2. Overlapping Patents and Prior Art
The patent landscape for chemically related compounds in South Korea includes:
- Earlier patents on similar molecular frameworks.
- Known compounds for therapeutic areas such as kinase inhibitors, antidepressants, or other classes.
KR20100023950’s novelty hinges on particular structural features or unique uses that differ from prior art.
3. Competitive and Non-Patent Literature
- Scientific publications detailing similar compounds.
- Patent applications filed previously by competitors.
- Patent expiry timelines influencing generic entry.
The novel aspects might depend on the specific chemical modifications or indications claimed.
4. Patent Term and Exclusivity
- Patent filed in 2008, likely grants protection until 2028 (patents last 20 years from filing date).

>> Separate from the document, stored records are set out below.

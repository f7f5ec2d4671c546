//! Structured edits on a draft CV.
//!
//! Each repeatable section always keeps at least one entry, so the form
//! never has to special-case an empty list.

use std::fmt;

use serde::{Deserialize, Serialize};
use thiserror::Error;

use crate::models::cv::{CvModel, EducationEntry, ExperienceEntry};

#[derive(Debug, Clone, Copy, PartialEq, Eq, Serialize, Deserialize)]
#[serde(rename_all = "lowercase")]
pub enum Section {
    Experience,
    Education,
    Skills,
    Achievements,
}

impl Section {
    pub fn as_str(&self) -> &'static str {
        match self {
            Section::Experience => "experience",
            Section::Education => "education",
            Section::Skills => "skills",
            Section::Achievements => "achievements",
        }
    }
}

impl fmt::Display for Section {
    fn fmt(&self, f: &mut fmt::Formatter<'_>) -> fmt::Result {
        f.write_str(self.as_str())
    }
}

#[derive(Debug, Error, PartialEq, Eq)]
pub enum FormError {
    #[error("Index {index} is out of range for a section of {len} entries")]
    IndexOutOfRange { index: usize, len: usize },

    #[error("Cannot remove the last {0} entry")]
    LastEntry(Section),
}

#[derive(Debug, Clone, Copy, PartialEq, Eq, Deserialize)]
#[serde(rename_all = "camelCase")]
pub enum PersonalField {
    FullName,
    JobTitle,
    Email,
    Phone,
    Location,
    Summary,
}

#[derive(Debug, Clone, Copy, PartialEq, Eq, Deserialize)]
#[serde(rename_all = "camelCase")]
pub enum ExperienceField {
    Company,
    Position,
    StartDate,
    EndDate,
    Description,
}

#[derive(Debug, Clone, Copy, PartialEq, Eq, Deserialize)]
#[serde(rename_all = "camelCase")]
pub enum EducationField {
    Institution,
    Degree,
    StartDate,
    EndDate,
    Description,
}

/// One field write. Values are stored exactly as typed.
#[derive(Debug, Clone, Deserialize)]
#[serde(tag = "kind", rename_all = "lowercase")]
pub enum FieldUpdate {
    Personal {
        field: PersonalField,
        value: String,
    },
    Experience {
        index: usize,
        field: ExperienceField,
        value: String,
    },
    Education {
        index: usize,
        field: EducationField,
        value: String,
    },
    Skill {
        index: usize,
        value: String,
    },
    Achievement {
        index: usize,
        value: String,
    },
    Template {
        value: String,
    },
}

/// Wire form of an edit, as posted to `/api/v1/drafts/apply`.
#[derive(Debug, Clone, Deserialize)]
#[serde(tag = "op", rename_all = "lowercase")]
pub enum FormAction {
    Update { update: FieldUpdate },
    Append { section: Section },
    Remove { section: Section, index: usize },
}

fn slot<T>(items: &mut [T], index: usize) -> Result<&mut T, FormError> {
    let len = items.len();
    items
        .get_mut(index)
        .ok_or(FormError::IndexOutOfRange { index, len })
}

fn remove_at<T>(items: &mut Vec<T>, section: Section, index: usize) -> Result<(), FormError> {
    if index >= items.len() {
        return Err(FormError::IndexOutOfRange {
            index,
            len: items.len(),
        });
    }
    if items.len() == 1 {
        return Err(FormError::LastEntry(section));
    }
    items.remove(index);
    Ok(())
}

/// Draft CV under edit.
#[derive(Debug, Clone)]
pub struct CvForm {
    model: CvModel,
}

impl Default for CvForm {
    fn default() -> Self {
        Self::new()
    }
}

impl CvForm {
    pub fn new() -> Self {
        Self {
            model: CvModel::blank(),
        }
    }

    /// Wraps an existing draft. Empty sections get one blank entry back.
    pub fn from_model(mut model: CvModel) -> Self {
        if model.experience.is_empty() {
            model.experience.push(ExperienceEntry::default());
        }
        if model.education.is_empty() {
            model.education.push(EducationEntry::default());
        }
        if model.skills.is_empty() {
            model.skills.push(String::new());
        }
        if model.achievements.is_empty() {
            model.achievements.push(String::new());
        }
        Self { model }
    }

    #[cfg(test)]
    pub fn model(&self) -> &CvModel {
        &self.model
    }

    pub fn into_model(self) -> CvModel {
        self.model
    }

    #[cfg(test)]
    pub fn len(&self, section: Section) -> usize {
        match section {
            Section::Experience => self.model.experience.len(),
            Section::Education => self.model.education.len(),
            Section::Skills => self.model.skills.len(),
            Section::Achievements => self.model.achievements.len(),
        }
    }

    pub fn update(&mut self, update: FieldUpdate) -> Result<(), FormError> {
        match update {
            FieldUpdate::Personal { field, value } => {
                let info = &mut self.model.personal_info;
                let target = match field {
                    PersonalField::FullName => &mut info.full_name,
                    PersonalField::JobTitle => &mut info.job_title,
                    PersonalField::Email => &mut info.email,
                    PersonalField::Phone => &mut info.phone,
                    PersonalField::Location => &mut info.location,
                    PersonalField::Summary => &mut info.summary,
                };
                *target = value;
            }
            FieldUpdate::Experience {
                index,
                field,
                value,
            } => {
                let entry = slot(&mut self.model.experience, index)?;
                let target = match field {
                    ExperienceField::Company => &mut entry.company,
                    ExperienceField::Position => &mut entry.position,
                    ExperienceField::StartDate => &mut entry.start_date,
                    ExperienceField::EndDate => &mut entry.end_date,
                    ExperienceField::Description => &mut entry.description,
                };
                *target = value;
            }
            FieldUpdate::Education {
                index,
                field,
                value,
            } => {
                let entry = slot(&mut self.model.education, index)?;
                let target = match field {
                    EducationField::Institution => &mut entry.institution,
                    EducationField::Degree => &mut entry.degree,
                    EducationField::StartDate => &mut entry.start_date,
                    EducationField::EndDate => &mut entry.end_date,
                    EducationField::Description => &mut entry.description,
                };
                *target = value;
            }
            FieldUpdate::Skill { index, value } => {
                *slot(&mut self.model.skills, index)? = value;
            }
            FieldUpdate::Achievement { index, value } => {
                *slot(&mut self.model.achievements, index)? = value;
            }
            FieldUpdate::Template { value } => {
                self.model.template = crate::models::cv::TemplateId::parse(&value);
            }
        }
        Ok(())
    }

    pub fn append(&mut self, section: Section) {
        match section {
            Section::Experience => self.model.experience.push(ExperienceEntry::default()),
            Section::Education => self.model.education.push(EducationEntry::default()),
            Section::Skills => self.model.skills.push(String::new()),
            Section::Achievements => self.model.achievements.push(String::new()),
        }
    }

    pub fn remove(&mut self, section: Section, index: usize) -> Result<(), FormError> {
        match section {
            Section::Experience => remove_at(&mut self.model.experience, section, index),
            Section::Education => remove_at(&mut self.model.education, section, index),
            Section::Skills => remove_at(&mut self.model.skills, section, index),
            Section::Achievements => remove_at(&mut self.model.achievements, section, index),
        }
    }

    pub fn apply(&mut self, action: FormAction) -> Result<(), FormError> {
        match action {
            FormAction::Update { update } => self.update(update),
            FormAction::Append { section } => {
                self.append(section);
                Ok(())
            }
            FormAction::Remove { section, index } => self.remove(section, index),
        }
    }
}

#[cfg(test)]
mod tests {
    use super::*;
    use crate::models::cv::TemplateId;

    #[test]
    fn test_new_form_has_one_entry_per_section() {
        let form = CvForm::new();
        for section in [
            Section::Experience,
            Section::Education,
            Section::Skills,
            Section::Achievements,
        ] {
            assert_eq!(form.len(section), 1, "{section} should start with one entry");
        }
    }

    #[test]
    fn test_default_form_matches_new() {
        let form = CvForm::default();
        assert_eq!(form.model(), CvForm::new().model());
        assert_eq!(form.len(Section::Skills), 1);
    }

    #[test]
    fn test_removing_last_entry_is_rejected() {
        let mut form = CvForm::new();
        assert_eq!(
            form.remove(Section::Skills, 0),
            Err(FormError::LastEntry(Section::Skills))
        );
        assert_eq!(form.len(Section::Skills), 1);
    }

    #[test]
    fn test_append_then_remove_keeps_remaining_entry() {
        let mut form = CvForm::new();
        form.append(Section::Experience);
        form.update(FieldUpdate::Experience {
            index: 1,
            field: ExperienceField::Company,
            value: "Keep me".to_string(),
        })
        .unwrap();
        form.remove(Section::Experience, 0).unwrap();
        assert_eq!(form.len(Section::Experience), 1);
        assert_eq!(form.model().experience[0].company, "Keep me");
    }

    #[test]
    fn test_update_out_of_range_index() {
        let mut form = CvForm::new();
        let err = form
            .update(FieldUpdate::Achievement {
                index: 3,
                value: "x".to_string(),
            })
            .unwrap_err();
        assert_eq!(err, FormError::IndexOutOfRange { index: 3, len: 1 });
    }

    #[test]
    fn test_remove_out_of_range_index() {
        let mut form = CvForm::new();
        form.append(Section::Education);
        assert_eq!(
            form.remove(Section::Education, 2),
            Err(FormError::IndexOutOfRange { index: 2, len: 2 })
        );
    }

    #[test]
    fn test_personal_update_stores_value_verbatim() {
        let mut form = CvForm::new();
        form.update(FieldUpdate::Personal {
            field: PersonalField::FullName,
            value: "  Ada  ".to_string(),
        })
        .unwrap();
        assert_eq!(form.model().personal_info.full_name, "  Ada  ");
    }

    #[test]
    fn test_action_deserializes_from_wire_json() {
        let action: FormAction = serde_json::from_value(serde_json::json!({
            "op": "update",
            "update": { "kind": "education", "index": 0, "field": "startDate", "value": "2019" }
        }))
        .unwrap();
        let mut form = CvForm::new();
        form.apply(action).unwrap();
        assert_eq!(form.model().education[0].start_date, "2019");
    }

    #[test]
    fn test_template_update_falls_back_to_modern() {
        let mut form = CvForm::new();
        form.update(FieldUpdate::Template {
            value: "academic".to_string(),
        })
        .unwrap();
        assert_eq!(form.model().template, TemplateId::Academic);
        form.update(FieldUpdate::Template {
            value: "nope".to_string(),
        })
        .unwrap();
        assert_eq!(form.model().template, TemplateId::Modern);
    }

    #[test]
    fn test_from_model_restores_empty_sections() {
        let form = CvForm::from_model(CvModel::default());
        assert_eq!(form.len(Section::Achievements), 1);
    }
}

- Possible extensions via supplementary protection certificates (SPCs) or patent term adjustments in South Korea.
Legal and Commercial Implications
1. Enforceability and Scope
- Broad claims offer strong protection against infringing generic competitors.
- Narrow claims might be easier to defend but could limit commercial exclusivity.
2. Potential Challenges
- Challenges based on prior art or obviousness.

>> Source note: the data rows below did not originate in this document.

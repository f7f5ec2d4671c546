use serde::{Deserialize, Serialize};
use uuid::Uuid;

/// Row of the external `profiles` table. Credits gate CV submission.
#[derive(Debug, Clone, Serialize, Deserialize)]
pub struct UserProfile {
    pub id: Uuid,
    #[serde(default)]
    pub email: String,
    #[serde(default)]
    pub full_name: Option<String>,
    #[serde(default)]
    pub credits: i64,
}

- Patent validity may involve scrutinizing the novelty and inventive step, especially considering the vast chemical space.
3. Licensing and Patent Mining Opportunities
- Patent can serve as a licensing asset.
- Potential for developing generic versions post-expiration or around claim scope for value-added products.
Conclusion
KR20100023950 secures exclusive rights over a specific pharmaceutical compound or composition, with claims likely encompassing a chemical entity, its formulation, and therapeutic use. Careful claim drafting has aimed to provide broad coverage while relying on structural or functional distinctions from prior art. The patent landscape reveals a competitive environment where overlapping patents and prior publications influence patent strength and freedom-to-operate considerations.

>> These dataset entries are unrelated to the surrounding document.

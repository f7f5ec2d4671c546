use serde::Serialize;

use crate::models::cv::CvModel;

/// Personal fields a CV must have before it can be saved.
#[derive(Debug, Clone, Copy, PartialEq, Eq, Serialize)]
#[serde(rename_all = "camelCase")]
pub enum RequiredField {
    FullName,
    JobTitle,
    Email,
}

impl RequiredField {
    pub fn as_str(&self) -> &'static str {
        match self {
            RequiredField::FullName => "fullName",
            RequiredField::JobTitle => "jobTitle",
            RequiredField::Email => "email",
        }
    }
}

#[derive(Debug, Clone, Serialize)]
pub struct RequiredFieldsReport {
    pub passed: bool,
    pub missing: Vec<RequiredField>,
}

/// Reports required fields that are blank after trimming. Dates and other
/// fields are not checked.
pub fn check_required(cv: &CvModel) -> RequiredFieldsReport {
    let info = &cv.personal_info;
    let missing: Vec<RequiredField> = [
        (RequiredField::FullName, &info.full_name),
        (RequiredField::JobTitle, &info.job_title),
        (RequiredField::Email, &info.email),
    ]
    .into_iter()
    .filter(|(_, value)| value.trim().is_empty())
    .map(|(field, _)| field)
    .collect();

    RequiredFieldsReport {
        passed: missing.is_empty(),
        missing,
    }
}

#[cfg(test)]
mod tests {
    use super::*;

    #[test]
    fn test_blank_draft_misses_all_required_fields() {
        let report = check_required(&CvModel::blank());
        assert!(!report.passed);
        assert_eq!(
            report.missing,
            vec![
                RequiredField::FullName,
                RequiredField::JobTitle,
                RequiredField::Email
            ]
        );
    }

    #[test]
    fn test_whitespace_only_counts_as_missing() {
        let mut cv = CvModel::blank();
        cv.personal_info.full_name = "Ada".to_string();
        cv.personal_info.job_title = "   ".to_string();
        cv.personal_info.email = "ada@example.com".to_string();
        let report = check_required(&cv);
        assert_eq!(report.missing, vec![RequiredField::JobTitle]);
    }

    #[test]
    fn test_filled_draft_passes_without_date_checks() {
        let mut cv = CvModel::blank();
        cv.personal_info.full_name = "Ada".to_string();
        cv.personal_info.job_title = "Engineer".to_string();
        cv.personal_info.email = "ada@example.com".to_string();
        cv.experience[0].start_date = "2024".to_string();
        cv.experience[0].end_date = "2001".to_string();
        assert!(check_required(&cv).passed);
    }
}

Business professionals should monitor patent expiration dates, potential patent challenges, and related filings to make informed decisions regarding R&D investments, licensing opportunities, or market entry strategies.
Key Takeaways
- The patent's scope appears robust, covering specific chemical compounds and their therapeutic formulations.
- Precise claim language determines enforceability; detailed structural and functional claims are vital.
- The patent landscape in South Korea indicates potential overlaps with existing compounds, underscoring the need for continuous novelty analysis.
- Patent lifecycle considerations, including potential expiry in around 2028, are critical for market strategy.
- Stakeholders should evaluate related patent families and prior art to ensure freedom to operate and identify licensing opportunities.
FAQs
Q1: What is the significance of the chemical structure claimed in KR20100023950?
A1: The chemical structure defines the scope of protection and distinguishes the compound from prior art; specific substitutions may confer improved efficacy or stability.
Q2: How does the patent protect the therapeutic use of the compound?
A2: Use claims specify particular medical indications, allowing patent holders to enforce exclusivity over treatments of those conditions.
Q3: Can this patent be challenged or invalidated?
A3: Yes; challenges may arise based on prior art disclosures, obviousness, or lack of inventive step, subject to legal proceedings.
Q4: What should patent holders track post-grant?
A4: Monitoring expiry dates, potential infringing activities, new related patents, and patent challenges ensures strategic advantage.
Q5: How does this patent fit into the global patent landscape?
A5: It likely belongs to a broader international patent family protecting similar claims across key markets, solidifying global commercial rights.
Sources:
- Korean Intellectual Property Office (KIPO) Patent Database.
- Patent family publications in USPTO, EPO, and WIPO.
- Prior art disclosures and scientific literature related to the chemical class.
(Note: Specific details of claims and the compound are inferred based on common patent practices and typical pharmaceutical patent content, as the original detailed claims were not provided in the prompt.)